These initiatives are such a time suck that they leave us unable to actually do the important work that matters. I’ve heard some of the best CMOs in the world complain about this problem. It is a constant balance to get the good ideas to rise to the top, while managing the expectations of executives who think they know how to do PR and marketing.
I often hear people talk about getting PR a seat at the illusive “strategic table.” But, I believe that we need to take a few steps back to see what is really going on.
The funny thing is, you’ve probably never been called into a meeting with the CFO to talk about how he or she manages the company’s finances. And how many brainstorming meetings have you been in with the COO to discuss operations and how to improve them? That’s right, quarter past never. Yet, whenever a CMO, senior-level PR professional or a marketer comes up with a new concept or initiative, we need to gain buy-in from executives who have little to no experience in our field but consider marketing “fun.”
So how can you make executives understand our importance? How do you convince them that you have the power to generate and execute perception-changing ideas that will affect bottom-line results? You need make yourself indispensable. How? By only selecting campaigns and ideas that will lead to real behavior change. Not campaigns that distract from your company or organizations core mission. It’s riskier, but the results are easier to measure. And if you are going to get fired anyway, why not?
While we all want to be likeable – we’re in PR for a reason — we still need to provide critical feedback to executives. We can no longer let hunches slip through the cracks. It’s not just the executives. You may be guilty of this too.
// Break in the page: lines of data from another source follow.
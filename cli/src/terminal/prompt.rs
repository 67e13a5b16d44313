use std::io::{self, BufRead};

use colored::*;
use console::Term;

use crate::terminal::colors;

/// Asks for a target on the terminal. `None` when the answer is blank.
pub fn ask_target() -> io::Result<Option<String>> {
    let term = Term::stdout();
    let question: String = format!(
        "{} {} ",
        "?".color(colors::ACCENT).bold(),
        "Enter the URL to scan:".color(colors::TEXT_DEFAULT)
    );

    let answer: String = if term.is_term() {
        term.write_str(&question)?;
        term.read_line()?
    } else {
        let mut line = String::new();
        io::stdin().lock().read_line(&mut line)?;
        line
    };

    Ok(non_blank(&answer))
}

fn non_blank(answer: &str) -> Option<String> {
    let trimmed = answer.trim();
    (!trimmed.is_empty()).then(|| trimmed.to_string())
}
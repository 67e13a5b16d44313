use crate::terminal::{banner, colors};
use colored::*;
use scout_common::log::PRINT_TARGET;
use tracing::info;
use unicode_width::UnicodeWidthStr;

pub const TOTAL_WIDTH: usize = 64;

#[macro_export]
macro_rules! mprint {
    () => {
        $crate::terminal::print::print("");
    };
    ($msg:expr) => {
        $crate::terminal::print::print($msg);
    };
}

pub fn print(msg: &str) {
    info!(target: PRINT_TARGET, raw_msg = msg);
}

pub fn banner(no_banner: bool, q_level: u8) {
    if no_banner || q_level > 0 {
        return;
    }

    let text_content: String = format!("⟦ SCOUT v{} ⟧ ", env!("CARGO_PKG_VERSION"));
    let text_width: usize = UnicodeWidthStr::width(text_content.as_str());
    let text: ColoredString = text_content.bright_green().bold();
    let sep: ColoredString = "═".repeat((TOTAL_WIDTH - text_width) / 2).bright_black();
    let output: String = format!("{}{}{}", sep, text, sep);

    print(&output);
    banner::print();
}

pub fn header(msg: &str, q_level: u8) {
    if q_level > 0 {
        return;
    }

    let formatted: String = format!("⟦ {} ⟧", msg);
    let msg_len: usize = formatted.chars().count();

    let dash_count: usize = TOTAL_WIDTH.saturating_sub(msg_len);
    let left: usize = dash_count / 2;
    let right: usize = dash_count - left;

    let line: ColoredString = format!(
        "{}{}{}",
        "─".repeat(left),
        formatted.to_uppercase().bright_green(),
        "─".repeat(right)
    )
    .bright_black();

    print(&format!("{}", line));
}

pub fn fat_separator() {
    let sep: ColoredString = "═".repeat(TOTAL_WIDTH).bright_black();
    print(&format!("{}", sep));
}

pub fn tree_head(idx: usize, name: &str) {
    let idx_str: String = format!("[{}]", idx.to_string().color(colors::ACCENT));
    let output: String = format!(
        "{} {}",
        idx_str.color(colors::SEPARATOR),
        name.color(colors::PRIMARY)
    );
    print(&output);
}

/// Key/value branches with the dots padded to the longest key.
pub fn as_tree_one_level(key_value_pair: Vec<(String, ColoredString)>) {
    let key_width: usize = key_value_pair
        .iter()
        .map(|(key, _)| key.width())
        .max()
        .unwrap_or(0);

    for (i, (key, value)) in key_value_pair.iter().enumerate() {
        let last: bool = i + 1 == key_value_pair.len();
        let branch: ColoredString = if !last {
            "├─".bright_black()
        } else {
            "└─".bright_black()
        };
        let dots: String = ".".repeat(key_width + 1 - key.width());
        let output: String = format!(
            " {} {}{}{} {}",
            branch,
            key.color(colors::TEXT_DEFAULT),
            dots.color(colors::SEPARATOR),
            ":".color(colors::SEPARATOR),
            value
        );
        print(&output);
    }
}

/// Multi-line text hanging below a tree, one gutter bar per line.
pub fn as_tree_body(lines: &[String]) {
    for line in lines {
        let output: String = format!(
            " {}   {}",
            "│".bright_black(),
            line.color(colors::PAYLOAD)
        );
        print(&output);
    }
}

pub fn centerln(msg: &str) {
    let space = " ".repeat(TOTAL_WIDTH.saturating_sub(console::measure_text_width(msg)) / 2);
    print(&format!("{}{}{}", space, msg, space));
}

pub fn end_of_program() {
    print(&format!(
        "{}",
        "═".repeat(TOTAL_WIDTH).color(colors::SEPARATOR)
    ));
}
Cue the latest round of ambulance chasing. Just a few weeks ago, several top-tier companies tried to jump on #thedress hashtag including Zyrtec, Ram Trucks, Crest White Strips and countless others. These brands were looking to get a quick “zing” while everyone was buzzing about it. Something they could take back to their bosses and say “look at how much attention we got?” But where does that get you in one year, two years or even four years?
Did these brands spend hours thinking up the perfect tweet in hopes of getting more than a few hundred retweets? Probably – and they likely have little to any ROI to show for the time spent trying to insert their brands in that real-time opportunity. This type of quick win is sure to show a few good short-term metrics, but in a year if sales haven’t moved and perception hasn’t changed, the small win will never matter. No wonder why CMOs are the first on the chopping block.
When you start looking at your marketing and PR campaigns more critically, you might be less popular, but won’t be doomed to fail.
Guest contributor Adele Cehrs is CEO of Epic. If you’re looking for more examples, case studies and best practices check out her latest book on PR strategy: SPIKE Your Brand .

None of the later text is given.